= DATA TO USE =
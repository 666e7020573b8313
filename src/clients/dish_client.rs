use async_trait::async_trait;
use tracing::{debug, instrument};

use crate::clients::collection_api::CollectionApi;
use crate::dish_store::{DishAction, DishActionResult, DishError};
use crate::model::{Dish, DishCreate, DishUpdate};
use crate::store::{CollectionClient, ListOrder, StoreError};

/// Client for the `dishes` collection.
#[derive(Clone)]
pub struct DishClient {
    inner: CollectionClient<Dish>,
}

impl DishClient {
    pub fn new(inner: CollectionClient<Dish>) -> Self {
        Self { inner }
    }

    /// Writes a new dish and returns it with its assigned id.
    #[instrument(skip(self, dish))]
    pub async fn add_dish(&self, dish: DishCreate) -> Result<Dish, DishError> {
        debug!(name = %dish.name, "add_dish called");
        let payload = dish.clone();
        let id = self
            .inner
            .create(payload)
            .await
            .map_err(Self::map_error)?;
        Ok(Dish::new(
            id,
            dish.name,
            dish.price,
            dish.in_stock,
            false,
            dish.image_url,
        ))
    }

    /// Fetches the whole catalog in write order.
    #[instrument(skip(self))]
    pub async fn list_dishes(&self) -> Result<Vec<Dish>, DishError> {
        debug!("Sending request");
        self.inner
            .list(ListOrder::Insertion)
            .await
            .map_err(Self::map_error)
    }

    /// Applies a partial update and returns the stored record.
    #[instrument(skip(self, update))]
    pub async fn update_dish(&self, id: String, update: DishUpdate) -> Result<Dish, DishError> {
        debug!("Sending request");
        self.inner
            .update(id, update)
            .await
            .map_err(Self::map_error)
    }

    /// Persists the favorite flag and returns the stored value.
    #[instrument(skip(self))]
    pub async fn set_favorite(&self, id: String, favorite: bool) -> Result<bool, DishError> {
        debug!("Sending request");
        let result = self
            .inner
            .perform_action(id, DishAction::SetFavorite(favorite))
            .await
            .map_err(Self::map_error)?;
        let DishActionResult::SetFavorite(stored) = result;
        Ok(stored)
    }
}

#[async_trait]
impl CollectionApi<Dish> for DishClient {
    type Error = DishError;

    fn inner(&self) -> &CollectionClient<Dish> {
        &self.inner
    }

    fn map_error(e: StoreError) -> Self::Error {
        match e {
            StoreError::NotFound(id) => DishError::NotFound(id),
            StoreError::Rejected(msg) => DishError::Validation(msg),
            other => DishError::Store(other.to_string()),
        }
    }
}
use serde::{Deserialize, Serialize};
use tracing::warn;

/// A dish on the menu.
///
/// Dishes are owned by the hosted `dishes` collection; the storefront only
/// holds transient copies fetched on demand. The price is kept as the
/// decimal string the storage service returns — see [`parse_price`] for the
/// tolerant conversion used when money is computed.
///
/// # Document Store
/// This struct implements the [`Record`](crate::store::Record) trait, so it
/// can be managed by a [`Collection`](crate::store::Collection). See
/// [`dish_store`](crate::dish_store) for:
/// - Creation parameters ([`DishCreate`])
/// - Update parameters ([`DishUpdate`])
/// - Custom actions ([`DishAction`](crate::dish_store::DishAction))
#[derive(Debug, Clone, PartialEq, Serialize, Deserialize)]
pub struct Dish {
    pub id: String,
    pub name: String,
    pub price: String,
    pub in_stock: bool,
    pub favorite: bool,
    pub image_url: String,
}

impl Dish {
    /// Creates a new Dish instance.
    ///
    /// # Arguments
    /// * `id` - Unique identifier (assigned by the store on create)
    /// * `name` - Display name
    /// * `price` - Decimal price string, e.g. `"35.00"`
    /// * `in_stock` - Whether the dish can currently be ordered
    /// * `favorite` - Owner-curated highlight flag
    /// * `image_url` - Public URL of the dish photo
    pub fn new(
        id: impl Into<String>,
        name: impl Into<String>,
        price: impl Into<String>,
        in_stock: bool,
        favorite: bool,
        image_url: impl Into<String>,
    ) -> Self {
        Self {
            id: id.into(),
            name: name.into(),
            price: price.into(),
            in_stock,
            favorite,
            image_url: image_url.into(),
        }
    }

    /// The dish price as a number, zero if the stored string is malformed.
    pub fn price_value(&self) -> f64 {
        parse_price(&self.price)
    }
}

/// Parses a decimal price string, degrading to zero on bad data.
///
/// A malformed price must never take down a total computation; it
/// contributes nothing and is logged for follow-up.
pub fn parse_price(price: &str) -> f64 {
    match price.trim().parse::<f64>() {
        Ok(value) if value.is_finite() => value,
        _ => {
            warn!(price, "Unparsable price treated as zero");
            0.0
        }
    }
}

/// Payload for creating a new dish.
///
/// New dishes always start with `favorite` unset.
#[derive(Debug, Clone, Serialize, Deserialize)]
pub struct DishCreate {
    pub name: String,
    pub price: String,
    pub in_stock: bool,
    pub image_url: String,
}

/// Payload for a partial dish update.
///
/// `image_url: None` keeps the stored image; the favorite flag is toggled
/// through a [`DishAction`](crate::dish_store::DishAction) instead.
#[derive(Debug, Clone, Serialize, Deserialize)]
pub struct DishUpdate {
    pub name: Option<String>,
    pub price: Option<String>,
    pub in_stock: Option<bool>,
    pub image_url: Option<String>,
}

= PROBLEM TO WORK ON =
All of the data above needs to be written out again, exactly.

= OUTPUT OF THE TASK =
repository 666e7020573b8313
filename src/clients/dish_client.rs
use async_trait::async_trait;
use tracing::{debug, instrument};

use crate::clients::collection_api::CollectionApi;
use crate::dish_store::{DishAction, DishActionResult, DishError};
use crate::model::{Dish, DishCreate, DishUpdate};
use crate::store::{CollectionClient, ListOrder, StoreError};

/// Client for the `dishes` collection.
#[derive(Clone)]
pub struct DishClient {
    inner: CollectionClient<Dish>,
}

impl DishClient {
    pub fn new(inner: CollectionClient<Dish>) -> Self {
        Self { inner }
    }

    /// Writes a new dish and returns it with its assigned id.
    #[instrument(skip(self, dish))]
    pub async fn add_dish(&self, dish: DishCreate) -> Result<Dish, DishError> {
        debug!(name = %dish.name, "add_dish called");
        let payload = dish.clone();
        let id = self
            .inner
            .create(payload)
            .await
            .map_err(Self::map_error)?;
        Ok(Dish::new(
            id,
            dish.name,
            dish.price,
            dish.in_stock,
            false,
            dish.image_url,
        ))
    }

    /// Fetches the whole catalog in write order.
    #[instrument(skip(self))]
    pub async fn list_dishes(&self) -> Result<Vec<Dish>, DishError> {
        debug!("Sending request");
        self.inner
            .list(ListOrder::Insertion)
            .await
            .map_err(Self::map_error)
    }

    /// Applies a partial update and returns the stored record.
    #[instrument(skip(self, update))]
    pub async fn update_dish(&self, id: String, update: DishUpdate) -> Result<Dish, DishError> {
        debug!("Sending request");
        self.inner
            .update(id, update)
            .await
            .map_err(Self::map_error)
    }

    /// Persists the favorite flag and returns the stored value.
    #[instrument(skip(self))]
    pub async fn set_favorite(&self, id: String, favorite: bool) -> Result<bool, DishError> {
        debug!("Sending request");
        let result = self
            .inner
            .perform_action(id, DishAction::SetFavorite(favorite))
            .await
            .map_err(Self::map_error)?;
        let DishActionResult::SetFavorite(stored) = result;
        Ok(stored)
    }
}

#[async_trait]
impl CollectionApi<Dish> for DishClient {
    type Error = DishError;

    fn inner(&self) -> &CollectionClient<Dish> {
        &self.inner
    }

    fn map_error(e: StoreError) -> Self::Error {
        match e {
            StoreError::NotFound(id) => DishError::NotFound(id),
            StoreError::Rejected(msg) => DishError::Validation(msg),
            other => DishError::Store(other.to_string()),
        }
    }
}
use serde::{Deserialize, Serialize};
use tracing::warn;

/// A dish on the menu.
///
/// Dishes are owned by the hosted `dishes` collection; the storefront only
/// holds transient copies fetched on demand. The price is kept as the
/// decimal string the storage service returns — see [`parse_price`] for the
/// tolerant conversion used when money is computed.
///
/// # Document Store
/// This struct implements the [`Record`](crate::store::Record) trait, so it
/// can be managed by a [`Collection`](crate::store::Collection). See
/// [`dish_store`](crate::dish_store) for:
/// - Creation parameters ([`DishCreate`])
/// - Update parameters ([`DishUpdate`])
/// - Custom actions ([`DishAction`](crate::dish_store::DishAction))
#[derive(Debug, Clone, PartialEq, Serialize, Deserialize)]
pub struct Dish {
    pub id: String,
    pub name: String,
    pub price: String,
    pub in_stock: bool,
    pub favorite: bool,
    pub image_url: String,
}

impl Dish {
    /// Creates a new Dish instance.
    ///
    /// # Arguments
    /// * `id` - Unique identifier (assigned by the store on create)
    /// * `name` - Display name
    /// * `price` - Decimal price string, e.g. `"35.00"`
    /// * `in_stock` - Whether the dish can currently be ordered
    /// * `favorite` - Owner-curated highlight flag
    /// * `image_url` - Public URL of the dish photo
    pub fn new(
        id: impl Into<String>,
        name: impl Into<String>,
        price: impl Into<String>,
        in_stock: bool,
        favorite: bool,
        image_url: impl Into<String>,
    ) -> Self {
        Self {
            id: id.into(),
            name: name.into(),
            price: price.into(),
            in_stock,
            favorite,
            image_url: image_url.into(),
        }
    }

    /// The dish price as a number, zero if the stored string is malformed.
    pub fn price_value(&self) -> f64 {
        parse_price(&self.price)
    }
}

/// Parses a decimal price string, degrading to zero on bad data.
///
/// A malformed price must never take down a total computation; it
/// contributes nothing and is logged for follow-up.
pub fn parse_price(price: &str) -> f64 {
    match price.trim().parse::<f64>() {
        Ok(value) if value.is_finite() => value,
        _ => {
            warn!(price, "Unparsable price treated as zero");
            0.0
        }
    }
}

/// Payload for creating a new dish.
///
/// New dishes always start with `favorite` unset.
#[derive(Debug, Clone, Serialize, Deserialize)]
pub struct DishCreate {
    pub name: String,
    pub price: String,
    pub in_stock: bool,
    pub image_url: String,
}

/// Payload for a partial dish update.
///
/// `image_url: None` keeps the stored image; the favorite flag is toggled
/// through a [`DishAction`](crate::dish_store::DishAction) instead.
#[derive(Debug, Clone, Serialize, Deserialize)]
pub struct DishUpdate {
    pub name: Option<String>,
    pub price: Option<String>,
    pub in_stock: Option<bool>,
    pub image_url: Option<String>,
}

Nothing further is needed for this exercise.